Global hunger levels have stayed broadly steady for the past three years, said the U.N. in its wide-ranging report, despite pledges to resolve the problem by 2030.
The issue is global but Africa is at the epicentre of the crisis, with hunger on the rise across the continent, according to the State of Global Hunger and Nutrition report.
A world in flux - be it roiled by war, climate change or economic shocks - has only exacerbated deep-seated inequalities, said the report, which was produced by five U.N. agencies.
And those inequalities have worsened all types of hunger.
The U.N. classifies hunger as chronic or acute and calls it a state of lacking sufficient food. A person is malnourished when their diet is unbalanced and short of key nutrients, which can lead to stunting, wasting, obesity or being overweight.
Here are some of the report's key findings on Africa:
- Last year, more than 700 million people, or about 9% of the world's population, were suffering from hunger, up from 7.5% in 2019.

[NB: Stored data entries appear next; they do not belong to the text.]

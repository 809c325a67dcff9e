//! # Session Runtime
//!
//! Drives the pure session state machine with real effects.
//!
//! ## Architecture
//!
//! - **State**: held by `SessionState` (pure)
//! - **Transitions**: computed by `vouch_app::transition` (pure)
//! - **Effects**: executed here, against the identity SDK, the stores and
//!   tokio timers
//!
//! Every effect that completes later is spawned as a task that posts its
//! result back through the [`SessionHandle`]. Events are applied one at a
//! time on whichever task owns the runtime, so transitions never race.
//!
//! ```rust,ignore
//! let account = Arc::new(SimulatedAccount::new());
//! let store = Arc::new(LocalStore::new(MemoryKeyValueStore::new()));
//! let mut runtime = SessionRuntime::with_store(account, store, SessionSettings::default());
//!
//! runtime.start();
//! runtime
//!     .run_until(|s| *s.screen() == Screen::ApplicationAddress, IDLE)
//!     .await?;
//! ```

use std::sync::Arc;
use std::time::Duration;

use tokio::sync::mpsc;
use tokio::time::{timeout, timeout_at, Instant};
use tracing::{debug, warn};
use vouch_app::state_machine::ConnectTarget;
use vouch_app::{
    transition, ApplicationAddressStore, Command, ConnectionRecord, ConnectionStateStore, Event,
    OutboundMessage, Screen, SessionSettings, SessionState, UserAction,
};

use crate::account::IdentityAccount;
use crate::error::ClientError;
use crate::handle::SessionHandle;

/// Runtime that owns the session state and executes its commands.
pub struct SessionRuntime {
    account: Arc<dyn IdentityAccount>,
    connection_store: Arc<dyn ConnectionStateStore>,
    address_store: Arc<dyn ApplicationAddressStore>,
    state: SessionState,
    handle: SessionHandle,
    inbox: mpsc::UnboundedReceiver<Event>,
    /// Every screen entered, in order
    trace: Vec<Screen>,
}

impl SessionRuntime {
    /// Create a runtime and register it as the account's delegate.
    pub fn new(
        account: Arc<dyn IdentityAccount>,
        connection_store: Arc<dyn ConnectionStateStore>,
        address_store: Arc<dyn ApplicationAddressStore>,
        settings: SessionSettings,
    ) -> Self {
        let (tx, inbox) = mpsc::unbounded_channel();
        let handle = SessionHandle::new(tx);
        account.set_delegate(Arc::new(handle.clone()));

        let state = SessionState::with_settings(settings);
        let trace = vec![state.screen().clone()];
        Self {
            account,
            connection_store,
            address_store,
            state,
            handle,
            inbox,
            trace,
        }
    }

    /// Create a runtime over one store that keeps both records.
    pub fn with_store<S>(
        account: Arc<dyn IdentityAccount>,
        store: Arc<S>,
        settings: SessionSettings,
    ) -> Self
    where
        S: ConnectionStateStore + ApplicationAddressStore + 'static,
    {
        let connection_store: Arc<dyn ConnectionStateStore> = store.clone();
        let address_store: Arc<dyn ApplicationAddressStore> = store;
        Self::new(account, connection_store, address_store, settings)
    }

    /// Current state.
    pub fn state(&self) -> &SessionState {
        &self.state
    }

    /// Current screen.
    pub fn screen(&self) -> &Screen {
        self.state.screen()
    }

    /// Screens entered so far, starting with the initial one.
    pub fn trace(&self) -> &[Screen] {
        &self.trace
    }

    /// Handle for posting events from elsewhere.
    pub fn handle(&self) -> SessionHandle {
        self.handle.clone()
    }

    /// Report SDK initialization with the stored application address.
    pub fn start(&mut self) {
        let application_address = match self.address_store.load_application_address() {
            Ok(address) => address,
            Err(error) => {
                warn!(%error, "failed to load application address");
                None
            }
        };
        self.handle_event(Event::SdkInitialized {
            application_address,
        });
    }

    /// Apply one event and return the commands it produced.
    pub fn process_event(&mut self, event: Event) -> Vec<Command> {
        let (next, commands) = transition(&self.state, event);
        if next.screen() != self.state.screen() {
            self.trace.push(next.screen().clone());
        }
        self.state = next;
        commands
    }

    /// Apply one event and execute its commands.
    pub fn handle_event(&mut self, event: Event) {
        for command in self.process_event(event) {
            self.execute_command(command);
        }
    }

    /// Apply a user action immediately.
    pub fn send_user(&mut self, action: UserAction) {
        self.handle_event(Event::User(action));
    }

    /// Execute a command.
    ///
    /// Store commands run inline. SDK calls and timers are spawned and
    /// report back through the event channel. Must be called inside a
    /// tokio runtime.
    pub fn execute_command(&mut self, command: Command) {
        debug!(?command, "executing");
        match command {
            Command::SetupAccount {
                application_address,
                resolve_session,
            } => {
                let account = self.account.clone();
                let handle = self.handle.clone();
                tokio::spawn(async move {
                    let result = account
                        .setup(&application_address)
                        .await
                        .map_err(|e| e.to_string());
                    handle.post(Event::AccountSetupFinished {
                        resolve_session,
                        result,
                    });
                });
            }
            Command::SaveApplicationAddress(address) => {
                if let Err(error) = self.address_store.save_application_address(&address) {
                    warn!(%error, "failed to save application address");
                }
            }
            Command::ResolveSession => {
                let connection = match self.connection_store.read() {
                    Ok(record) => record,
                    Err(error) => {
                        warn!(%error, "failed to read connection state");
                        ConnectionRecord::Disconnected
                    }
                };
                let account = self.account.clone();
                let handle = self.handle.clone();
                tokio::spawn(async move {
                    let registered = match account.is_registered().await {
                        Ok(registered) => registered,
                        Err(error) => {
                            warn!(%error, "registration check failed");
                            false
                        }
                    };
                    handle.post(Event::SessionResolved {
                        registered,
                        connection,
                    });
                });
            }
            Command::Connect { attempt, target } => {
                let account = self.account.clone();
                let handle = self.handle.clone();
                tokio::spawn(async move {
                    let result = match &target {
                        ConnectTarget::Address(address) => {
                            account.connect_with_address(address).await
                        }
                        ConnectTarget::QrCode(payload) => account.connect_with_qr_code(payload).await,
                    };
                    handle.post(Event::ConnectFinished {
                        attempt,
                        result: result.map_err(|e| e.to_string()),
                    });
                });
            }
            Command::ArmConnectTimeout { attempt, after } => {
                let handle = self.handle.clone();
                tokio::spawn(async move {
                    tokio::time::sleep(after).await;
                    handle.post(Event::ConnectTimedOut { attempt });
                });
            }
            Command::PersistConnection(server_address) => {
                let record = ConnectionRecord::Connected { server_address };
                if let Err(error) = self.connection_store.save(&record) {
                    warn!(%error, "failed to persist connection");
                }
            }
            Command::ResetConnection => {
                if let Err(error) = self.connection_store.reset() {
                    warn!(%error, "failed to reset connection");
                }
            }
            Command::SendServerRequest { request, kind, to } => {
                let message = OutboundMessage::Chat {
                    from: self.state.application_address.clone(),
                    body: kind.tag().to_string(),
                };
                let account = self.account.clone();
                let handle = self.handle.clone();
                tokio::spawn(async move {
                    let result = account.send(&to, message).await.map_err(|e| e.to_string());
                    handle.post(Event::RequestSent { request, result });
                });
            }
            Command::RespondToSigningRequest {
                to,
                request_id,
                accepted,
            } => {
                let account = self.account.clone();
                tokio::spawn(async move {
                    let message = OutboundMessage::SigningResponse {
                        request_id,
                        accepted,
                    };
                    if let Err(error) = account.send(&to, message).await {
                        warn!(%error, "failed to answer signing request");
                    }
                });
            }
            Command::LaunchFlow(flow) => {
                let account = self.account.clone();
                let handle = self.handle.clone();
                tokio::spawn(async move {
                    let result = account.run_flow(flow).await.map_err(|e| e.to_string());
                    handle.post(Event::FlowFinished { flow, result });
                });
            }
            Command::ScheduleToastExpiry { id, after } => {
                let handle = self.handle.clone();
                tokio::spawn(async move {
                    tokio::time::sleep(after).await;
                    handle.post(Event::ToastExpired { id });
                });
            }
        }
    }

    /// Wait for the next event and apply it.
    ///
    /// The runtime holds a sender of its own, so the inbox never closes.
    pub async fn step(&mut self) {
        if let Some(event) = self.inbox.recv().await {
            self.handle_event(event);
        }
    }

    /// Apply events until `done` holds.
    ///
    /// Fails with [`ClientError::Idle`] when no event arrives for `idle`.
    pub async fn run_until<F>(&mut self, mut done: F, idle: Duration) -> Result<(), ClientError>
    where
        F: FnMut(&SessionState) -> bool,
    {
        while !done(&self.state) {
            match timeout(idle, self.inbox.recv()).await {
                Ok(Some(event)) => self.handle_event(event),
                Ok(None) | Err(_) => {
                    return Err(ClientError::Idle {
                        screen: self.state.screen().to_string(),
                        waited: idle,
                    })
                }
            }
        }
        Ok(())
    }

    /// Apply every event that arrives within `window`.
    pub async fn run_for(&mut self, window: Duration) -> Result<(), ClientError> {
        let deadline = Instant::now() + window;
        loop {
            match timeout_at(deadline, self.inbox.recv()).await {
                Ok(Some(event)) => self.handle_event(event),
                Ok(None) | Err(_) => return Ok(()),
            }
        }
    }
}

- Of all the world's continents, Africa has the largest proportion of hungry people (20.4%), against 8.41% in Asia, and 6.2% in Latin America and the Caribbean combined.
- Last year, an estimated 300 million people lacked sufficient food in Africa, up from 282 million people in 2022.
- Some 582 million people will be chronically undernourished by 2030, more than half of whom are living in Africa.
- An estimated 2.8 billion people in the world could not afford a healthy meal in 2022, with poor countries the worst affected. Across Africa, 924.8 million people could not afford a healthy meal in 2022 - up from 900.2 million in 2021.
- While hunger levels remained unchanged in Southern Africa, things got worse in Central and West Africa, the crisis affecting a combined 132 million people continent-wide.
- East Africa has the continent's highest number of hungry people, with more than 138 million people affected last year.
Source: The State of Food Security and Nutrition in the World 2024 report, produced by the U.N. Food and Agriculture Organization (FAO), International Fund for Agricultural Development (IFAD), U.N. Children's Fund (UNICEF), World Food Programme (WFP) and World Health Organization (WHO).